#### WHAT THE TASK ASKS
State how many lines in the records below include the word "axum". Give nothing but that number.

#### DATA FOR PROCESSING
○ ○ ○
//! Handlers for vehicle listings.
//!
//! Listing CRUD is an agent concern; the stored status is a projection the
//! booking engine maintains, so the manual status endpoint only accepts
//! suspension states and restore.

use axum::extract::{Path, State};
use axum::http::StatusCode;
use axum::response::IntoResponse;
use axum::Json;
use kerbside_core::error::CoreError;
use kerbside_core::roles::ROLE_ADMIN;
use kerbside_core::types::DbId;
use kerbside_db::models::status::VehicleStatus;
use kerbside_db::models::vehicle::{
    AvailabilityResponse, CreateVehicle, SetVehicleStatus, UpdateVehicle, Vehicle, VehicleResponse,
};
use kerbside_db::repositories::VehicleRepo;
use validator::Validate;

use crate::error::{AppError, AppResult};
use crate::middleware::auth::AuthUser;
use crate::middleware::rbac::RequireAgent;
use crate::response::DataResponse;
use crate::state::AppState;

/// Fetch a vehicle or fail with 404.
pub async fn ensure_vehicle_exists(
    pool: &kerbside_db::DbPool,
    vehicle_id: DbId,
) -> Result<Vehicle, AppError> {
    VehicleRepo::find_by_id(pool, vehicle_id)
        .await?
        .ok_or(AppError::Core(CoreError::NotFound {
            entity: "Vehicle",
            id: vehicle_id,
        }))
}

/// Reject unless the actor owns the listing or is an admin.
fn ensure_owner_or_admin(vehicle: &Vehicle, user: &AuthUser) -> Result<(), AppError> {
    if vehicle.owner_id == user.user_id || user.role == ROLE_ADMIN {
        Ok(())
    } else {
        Err(AppError::Core(CoreError::Forbidden(
            "Only the owning agent or an admin may manage this vehicle".into(),
        )))
    }
}

/// POST /api/v1/vehicles
///
/// Create a listing owned by the calling agent.
pub async fn create(
    RequireAgent(user): RequireAgent,
    State(state): State<AppState>,
    Json(input): Json<CreateVehicle>,
) -> AppResult<impl IntoResponse> {
    input.validate()?;

    let vehicle = VehicleRepo::create(&state.pool, user.user_id, &input).await?;

    tracing::info!(
        user_id = user.user_id,
        vehicle_id = vehicle.id,
        license_plate = %vehicle.license_plate,
        "Vehicle listed"
    );

    Ok((
        StatusCode::CREATED,
        Json(DataResponse {
            data: VehicleResponse::from(vehicle),
        }),
    ))
}

/// GET /api/v1/vehicles/{id}
pub async fn get_by_id(
    _user: AuthUser,
    State(state): State<AppState>,
    Path(vehicle_id): Path<DbId>,
) -> AppResult<impl IntoResponse> {
    let vehicle = ensure_vehicle_exists(&state.pool, vehicle_id).await?;
    Ok(Json(DataResponse {
        data: VehicleResponse::from(vehicle),
    }))
}

/// GET /api/v1/vehicles/{id}/availability
///
/// Quick bookability probe from a read-committed view; the authoritative
/// check runs inside the booking-create transaction.
pub async fn availability(
    _user: AuthUser,
    State(state): State<AppState>,
    Path(vehicle_id): Path<DbId>,
) -> AppResult<impl IntoResponse> {
    ensure_vehicle_exists(&state.pool, vehicle_id).await?;
    let bookable = VehicleRepo::is_bookable(&state.pool, vehicle_id).await?;
    Ok(Json(DataResponse {
        data: AvailabilityResponse {
            vehicle_id,
            bookable,
        },
    }))
}

/// PUT /api/v1/vehicles/{id}
pub async fn update(
    user: AuthUser,
    State(state): State<AppState>,
    Path(vehicle_id): Path<DbId>,
    Json(input): Json<UpdateVehicle>,
) -> AppResult<impl IntoResponse> {
    input.validate()?;

    let vehicle = ensure_vehicle_exists(&state.pool, vehicle_id).await?;
    ensure_owner_or_admin(&vehicle, &user)?;

    let updated = VehicleRepo::update(&state.pool, vehicle_id, &input).await?;

    tracing::info!(user_id = user.user_id, vehicle_id, "Vehicle updated");

    Ok(Json(DataResponse {
        data: VehicleResponse::from(updated),
    }))
}

/// PUT /api/v1/vehicles/{id}/status
///
/// Manual suspension (`MAINTENANCE`, `OUT_OF_SERVICE`) or restore
/// (`AVAILABLE`). `RENTED` is booking-derived and cannot be set by hand.
pub async fn set_status(
    user: AuthUser,
    State(state): State<AppState>,
    Path(vehicle_id): Path<DbId>,
    Json(input): Json<SetVehicleStatus>,
) -> AppResult<impl IntoResponse> {
    let vehicle = ensure_vehicle_exists(&state.pool, vehicle_id).await?;
    ensure_owner_or_admin(&vehicle, &user)?;

    let target = VehicleStatus::from_name(&input.status).ok_or_else(|| {
        AppError::BadRequest(format!("Unknown vehicle status '{}'", input.status))
    })?;

    let updated = match target {
        VehicleStatus::Maintenance | VehicleStatus::OutOfService => {
            VehicleRepo::suspend(&state.pool, vehicle_id, target).await?
        }
        VehicleStatus::Available => VehicleRepo::restore(&state.pool, vehicle_id).await?,
        VehicleStatus::Rented => {
            return Err(AppError::Core(CoreError::Validation(
                "RENTED is derived from bookings and cannot be set manually".into(),
            )))
        }
    };

    tracing::info!(
        user_id = user.user_id,
        vehicle_id,
        status = updated_status_name(&updated),
        "Vehicle status changed manually"
    );

    Ok(Json(DataResponse {
        data: VehicleResponse::from(updated),
    }))
}

fn updated_status_name(vehicle: &Vehicle) -> &'static str {
    VehicleStatus::from_id(vehicle.status_id)
        .map(VehicleStatus::name)
        .unwrap_or("UNKNOWN")
}

/// DELETE /api/v1/vehicles/{id}
///
/// Rejected while bookings hold the vehicle; otherwise a soft-delete.
pub async fn delete(
    user: AuthUser,
    State(state): State<AppState>,
    Path(vehicle_id): Path<DbId>,
) -> AppResult<impl IntoResponse> {
    let vehicle = ensure_vehicle_exists(&state.pool, vehicle_id).await?;
    ensure_owner_or_admin(&vehicle, &user)?;

    let deleted = VehicleRepo::delete(&state.pool, vehicle_id).await?;

    Ok(Json(DataResponse {
        data: VehicleResponse::from(deleted),
    }))
}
○ ○ ○
#### ANSWER FOR THE TASK
4